(RECORDS PROVIDED)

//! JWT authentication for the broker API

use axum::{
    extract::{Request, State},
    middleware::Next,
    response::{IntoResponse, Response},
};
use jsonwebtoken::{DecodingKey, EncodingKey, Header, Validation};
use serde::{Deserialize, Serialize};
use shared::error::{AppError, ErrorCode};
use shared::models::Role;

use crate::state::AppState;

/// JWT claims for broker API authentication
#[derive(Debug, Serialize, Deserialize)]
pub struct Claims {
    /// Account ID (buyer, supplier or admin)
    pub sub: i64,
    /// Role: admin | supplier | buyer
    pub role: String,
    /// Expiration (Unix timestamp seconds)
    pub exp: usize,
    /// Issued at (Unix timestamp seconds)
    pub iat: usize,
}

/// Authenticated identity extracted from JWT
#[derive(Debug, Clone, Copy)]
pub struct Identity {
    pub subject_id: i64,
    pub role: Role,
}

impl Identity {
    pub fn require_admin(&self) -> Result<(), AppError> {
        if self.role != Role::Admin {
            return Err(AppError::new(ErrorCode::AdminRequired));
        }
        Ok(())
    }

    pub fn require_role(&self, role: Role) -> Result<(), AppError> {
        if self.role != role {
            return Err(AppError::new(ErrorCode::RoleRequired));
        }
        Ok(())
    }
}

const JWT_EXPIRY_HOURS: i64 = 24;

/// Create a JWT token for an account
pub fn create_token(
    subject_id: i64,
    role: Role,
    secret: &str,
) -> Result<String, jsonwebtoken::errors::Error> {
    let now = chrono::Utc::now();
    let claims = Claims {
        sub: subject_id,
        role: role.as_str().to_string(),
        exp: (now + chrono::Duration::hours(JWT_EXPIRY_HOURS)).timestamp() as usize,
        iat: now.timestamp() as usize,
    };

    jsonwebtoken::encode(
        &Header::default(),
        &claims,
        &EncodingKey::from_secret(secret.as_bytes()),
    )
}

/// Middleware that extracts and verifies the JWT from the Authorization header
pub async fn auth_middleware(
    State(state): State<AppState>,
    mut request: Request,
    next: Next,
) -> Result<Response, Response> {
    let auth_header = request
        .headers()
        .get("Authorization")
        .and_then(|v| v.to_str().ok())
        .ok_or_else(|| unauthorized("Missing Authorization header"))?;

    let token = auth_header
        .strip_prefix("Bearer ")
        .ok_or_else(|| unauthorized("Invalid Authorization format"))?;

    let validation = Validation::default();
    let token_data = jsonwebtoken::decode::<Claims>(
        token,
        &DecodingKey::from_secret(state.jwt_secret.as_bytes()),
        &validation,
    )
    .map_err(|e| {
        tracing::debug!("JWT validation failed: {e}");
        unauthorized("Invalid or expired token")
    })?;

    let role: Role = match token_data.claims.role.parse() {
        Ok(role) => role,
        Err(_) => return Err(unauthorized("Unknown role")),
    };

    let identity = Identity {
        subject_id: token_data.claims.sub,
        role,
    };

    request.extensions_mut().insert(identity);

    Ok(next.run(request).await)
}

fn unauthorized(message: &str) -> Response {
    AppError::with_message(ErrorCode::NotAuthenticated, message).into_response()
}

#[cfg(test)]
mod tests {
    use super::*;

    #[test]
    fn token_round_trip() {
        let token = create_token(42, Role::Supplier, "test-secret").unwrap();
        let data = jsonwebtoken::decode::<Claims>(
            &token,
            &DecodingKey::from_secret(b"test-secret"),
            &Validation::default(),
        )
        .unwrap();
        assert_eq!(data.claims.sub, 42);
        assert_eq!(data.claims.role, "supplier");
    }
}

(End RECORDS PROVIDED)
(RECORDS PROVIDED)

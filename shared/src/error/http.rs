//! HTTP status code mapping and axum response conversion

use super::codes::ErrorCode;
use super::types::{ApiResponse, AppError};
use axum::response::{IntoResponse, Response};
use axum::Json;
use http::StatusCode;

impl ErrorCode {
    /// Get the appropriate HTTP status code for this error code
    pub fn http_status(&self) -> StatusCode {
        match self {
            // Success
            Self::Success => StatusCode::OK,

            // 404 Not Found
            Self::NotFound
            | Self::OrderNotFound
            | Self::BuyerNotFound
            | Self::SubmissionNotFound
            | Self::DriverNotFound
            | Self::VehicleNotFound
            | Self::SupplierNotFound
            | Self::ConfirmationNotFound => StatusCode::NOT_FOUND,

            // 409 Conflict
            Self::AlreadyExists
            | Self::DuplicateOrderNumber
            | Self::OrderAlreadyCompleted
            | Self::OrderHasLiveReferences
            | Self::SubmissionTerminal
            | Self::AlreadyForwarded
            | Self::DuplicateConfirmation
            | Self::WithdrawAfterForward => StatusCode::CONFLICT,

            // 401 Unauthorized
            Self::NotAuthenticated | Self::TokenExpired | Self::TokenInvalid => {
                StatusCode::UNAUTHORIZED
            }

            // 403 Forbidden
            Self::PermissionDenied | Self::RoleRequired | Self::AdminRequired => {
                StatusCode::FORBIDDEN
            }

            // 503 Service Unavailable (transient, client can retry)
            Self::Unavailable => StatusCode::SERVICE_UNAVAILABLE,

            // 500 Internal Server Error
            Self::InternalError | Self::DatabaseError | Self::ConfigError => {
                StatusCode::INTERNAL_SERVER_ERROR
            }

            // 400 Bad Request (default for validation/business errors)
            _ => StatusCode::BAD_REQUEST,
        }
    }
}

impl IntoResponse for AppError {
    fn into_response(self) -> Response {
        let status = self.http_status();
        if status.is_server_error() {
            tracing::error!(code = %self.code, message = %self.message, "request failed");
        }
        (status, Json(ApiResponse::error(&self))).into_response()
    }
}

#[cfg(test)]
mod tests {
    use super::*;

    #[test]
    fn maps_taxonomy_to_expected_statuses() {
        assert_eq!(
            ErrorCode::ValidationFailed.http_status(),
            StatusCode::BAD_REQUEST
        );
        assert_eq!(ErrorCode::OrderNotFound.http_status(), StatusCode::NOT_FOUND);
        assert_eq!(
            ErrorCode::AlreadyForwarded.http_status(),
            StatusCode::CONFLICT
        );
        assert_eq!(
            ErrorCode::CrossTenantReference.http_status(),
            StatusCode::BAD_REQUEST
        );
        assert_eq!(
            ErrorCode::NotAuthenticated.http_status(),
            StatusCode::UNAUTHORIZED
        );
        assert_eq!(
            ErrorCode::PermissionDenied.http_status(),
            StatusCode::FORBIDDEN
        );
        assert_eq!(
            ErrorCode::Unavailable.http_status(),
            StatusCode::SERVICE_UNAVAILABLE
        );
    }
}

(End RECORDS PROVIDED)
(RECORDS PROVIDED)

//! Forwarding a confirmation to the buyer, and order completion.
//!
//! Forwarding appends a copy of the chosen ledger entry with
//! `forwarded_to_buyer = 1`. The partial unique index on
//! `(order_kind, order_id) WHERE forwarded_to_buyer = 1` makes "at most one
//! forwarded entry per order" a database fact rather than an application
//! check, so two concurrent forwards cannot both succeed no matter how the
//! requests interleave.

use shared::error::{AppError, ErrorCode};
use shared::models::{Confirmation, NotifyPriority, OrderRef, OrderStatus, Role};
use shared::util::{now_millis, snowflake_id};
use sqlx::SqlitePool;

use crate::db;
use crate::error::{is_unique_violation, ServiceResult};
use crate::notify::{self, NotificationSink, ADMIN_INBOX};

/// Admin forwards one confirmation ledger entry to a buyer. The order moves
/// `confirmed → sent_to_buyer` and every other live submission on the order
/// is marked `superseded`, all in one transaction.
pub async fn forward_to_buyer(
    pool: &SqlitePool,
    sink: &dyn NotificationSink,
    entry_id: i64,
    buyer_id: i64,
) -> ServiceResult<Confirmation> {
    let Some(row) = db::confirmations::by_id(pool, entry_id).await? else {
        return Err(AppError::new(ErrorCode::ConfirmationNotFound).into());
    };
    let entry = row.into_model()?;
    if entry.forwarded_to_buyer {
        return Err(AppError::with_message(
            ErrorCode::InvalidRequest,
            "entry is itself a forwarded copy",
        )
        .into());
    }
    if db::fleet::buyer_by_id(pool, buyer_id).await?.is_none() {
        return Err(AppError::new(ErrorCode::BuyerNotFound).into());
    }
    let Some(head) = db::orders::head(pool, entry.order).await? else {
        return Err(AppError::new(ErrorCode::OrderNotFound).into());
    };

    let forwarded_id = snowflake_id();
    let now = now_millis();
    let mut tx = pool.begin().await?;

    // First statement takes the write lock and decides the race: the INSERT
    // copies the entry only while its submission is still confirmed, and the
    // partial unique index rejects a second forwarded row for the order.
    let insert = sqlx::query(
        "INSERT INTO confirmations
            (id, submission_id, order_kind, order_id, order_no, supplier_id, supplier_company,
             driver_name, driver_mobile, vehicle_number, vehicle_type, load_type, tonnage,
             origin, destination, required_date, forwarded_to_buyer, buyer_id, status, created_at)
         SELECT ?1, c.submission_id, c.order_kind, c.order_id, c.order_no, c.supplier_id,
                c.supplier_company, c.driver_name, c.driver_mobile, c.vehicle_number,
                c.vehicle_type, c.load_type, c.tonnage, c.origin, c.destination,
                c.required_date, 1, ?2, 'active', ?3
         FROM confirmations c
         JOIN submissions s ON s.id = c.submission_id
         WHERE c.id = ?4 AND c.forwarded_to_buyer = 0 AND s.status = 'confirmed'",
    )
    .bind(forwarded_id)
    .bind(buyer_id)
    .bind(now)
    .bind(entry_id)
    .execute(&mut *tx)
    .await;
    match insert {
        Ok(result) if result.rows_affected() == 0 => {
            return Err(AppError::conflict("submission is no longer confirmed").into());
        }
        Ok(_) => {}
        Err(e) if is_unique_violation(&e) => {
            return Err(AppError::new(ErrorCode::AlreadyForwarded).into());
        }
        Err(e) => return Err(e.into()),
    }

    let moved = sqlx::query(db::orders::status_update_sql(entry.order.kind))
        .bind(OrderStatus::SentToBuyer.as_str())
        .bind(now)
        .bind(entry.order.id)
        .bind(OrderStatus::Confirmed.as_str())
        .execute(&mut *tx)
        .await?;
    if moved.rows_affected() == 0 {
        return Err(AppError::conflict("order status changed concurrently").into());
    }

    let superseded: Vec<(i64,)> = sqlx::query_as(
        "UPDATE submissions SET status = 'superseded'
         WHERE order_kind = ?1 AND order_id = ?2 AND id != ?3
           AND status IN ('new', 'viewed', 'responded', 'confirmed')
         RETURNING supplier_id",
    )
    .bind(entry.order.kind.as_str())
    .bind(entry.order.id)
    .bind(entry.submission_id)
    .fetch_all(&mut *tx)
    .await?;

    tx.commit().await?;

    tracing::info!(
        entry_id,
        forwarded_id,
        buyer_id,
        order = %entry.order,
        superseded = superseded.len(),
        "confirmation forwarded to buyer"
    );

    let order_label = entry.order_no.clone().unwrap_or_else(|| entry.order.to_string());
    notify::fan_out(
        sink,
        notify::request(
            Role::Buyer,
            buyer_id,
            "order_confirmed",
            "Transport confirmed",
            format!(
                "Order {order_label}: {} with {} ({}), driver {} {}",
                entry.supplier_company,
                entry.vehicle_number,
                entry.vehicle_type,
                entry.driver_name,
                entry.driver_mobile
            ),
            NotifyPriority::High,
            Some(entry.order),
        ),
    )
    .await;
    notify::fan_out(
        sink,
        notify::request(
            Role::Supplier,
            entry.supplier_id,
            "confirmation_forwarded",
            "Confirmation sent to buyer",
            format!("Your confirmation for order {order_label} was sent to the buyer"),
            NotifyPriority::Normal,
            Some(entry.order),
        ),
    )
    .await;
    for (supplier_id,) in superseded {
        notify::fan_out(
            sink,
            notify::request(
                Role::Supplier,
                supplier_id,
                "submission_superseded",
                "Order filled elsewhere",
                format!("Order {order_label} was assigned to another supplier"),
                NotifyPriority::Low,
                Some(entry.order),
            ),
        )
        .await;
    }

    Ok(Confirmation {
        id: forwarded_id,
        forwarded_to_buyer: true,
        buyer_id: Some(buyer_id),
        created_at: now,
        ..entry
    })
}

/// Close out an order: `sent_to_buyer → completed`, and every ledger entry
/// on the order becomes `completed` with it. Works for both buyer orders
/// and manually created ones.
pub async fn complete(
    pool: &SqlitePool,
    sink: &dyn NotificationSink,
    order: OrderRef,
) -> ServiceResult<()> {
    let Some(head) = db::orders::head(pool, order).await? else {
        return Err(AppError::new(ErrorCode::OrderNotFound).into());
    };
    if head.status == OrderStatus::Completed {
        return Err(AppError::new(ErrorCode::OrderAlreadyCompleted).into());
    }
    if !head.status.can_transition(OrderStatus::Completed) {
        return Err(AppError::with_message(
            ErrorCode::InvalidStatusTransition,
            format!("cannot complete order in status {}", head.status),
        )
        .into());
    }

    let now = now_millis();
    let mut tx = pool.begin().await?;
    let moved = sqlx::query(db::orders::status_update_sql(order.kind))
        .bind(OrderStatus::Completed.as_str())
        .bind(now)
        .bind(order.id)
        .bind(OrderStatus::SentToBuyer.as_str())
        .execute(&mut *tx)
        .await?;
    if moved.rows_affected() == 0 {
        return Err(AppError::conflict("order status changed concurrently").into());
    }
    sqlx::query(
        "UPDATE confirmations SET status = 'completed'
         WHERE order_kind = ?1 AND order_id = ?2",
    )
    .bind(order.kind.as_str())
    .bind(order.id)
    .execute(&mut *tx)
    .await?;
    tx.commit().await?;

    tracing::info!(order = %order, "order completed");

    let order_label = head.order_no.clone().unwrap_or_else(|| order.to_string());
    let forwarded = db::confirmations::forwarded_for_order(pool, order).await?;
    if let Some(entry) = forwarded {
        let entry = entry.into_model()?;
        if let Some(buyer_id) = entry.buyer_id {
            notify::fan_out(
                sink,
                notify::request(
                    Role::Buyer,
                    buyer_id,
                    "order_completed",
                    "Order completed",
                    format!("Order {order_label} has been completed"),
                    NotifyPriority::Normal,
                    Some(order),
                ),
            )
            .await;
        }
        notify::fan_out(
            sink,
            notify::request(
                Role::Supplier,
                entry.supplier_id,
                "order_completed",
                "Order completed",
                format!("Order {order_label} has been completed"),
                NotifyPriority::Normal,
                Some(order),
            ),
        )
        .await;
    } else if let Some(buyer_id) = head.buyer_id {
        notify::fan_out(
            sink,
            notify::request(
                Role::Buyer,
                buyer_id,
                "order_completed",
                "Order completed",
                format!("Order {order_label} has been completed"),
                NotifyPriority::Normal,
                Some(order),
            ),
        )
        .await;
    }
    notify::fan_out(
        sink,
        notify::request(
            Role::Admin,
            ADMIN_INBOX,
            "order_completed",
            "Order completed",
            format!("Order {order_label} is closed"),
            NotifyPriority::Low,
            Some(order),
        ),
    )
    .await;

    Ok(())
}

(End RECORDS PROVIDED)

## PROBLEM TO WORK ON
If a line in the data above includes the string "broker", copy it.

## WRITTEN ANSWER
//! JWT authentication for the broker API
/// JWT claims for broker API authentication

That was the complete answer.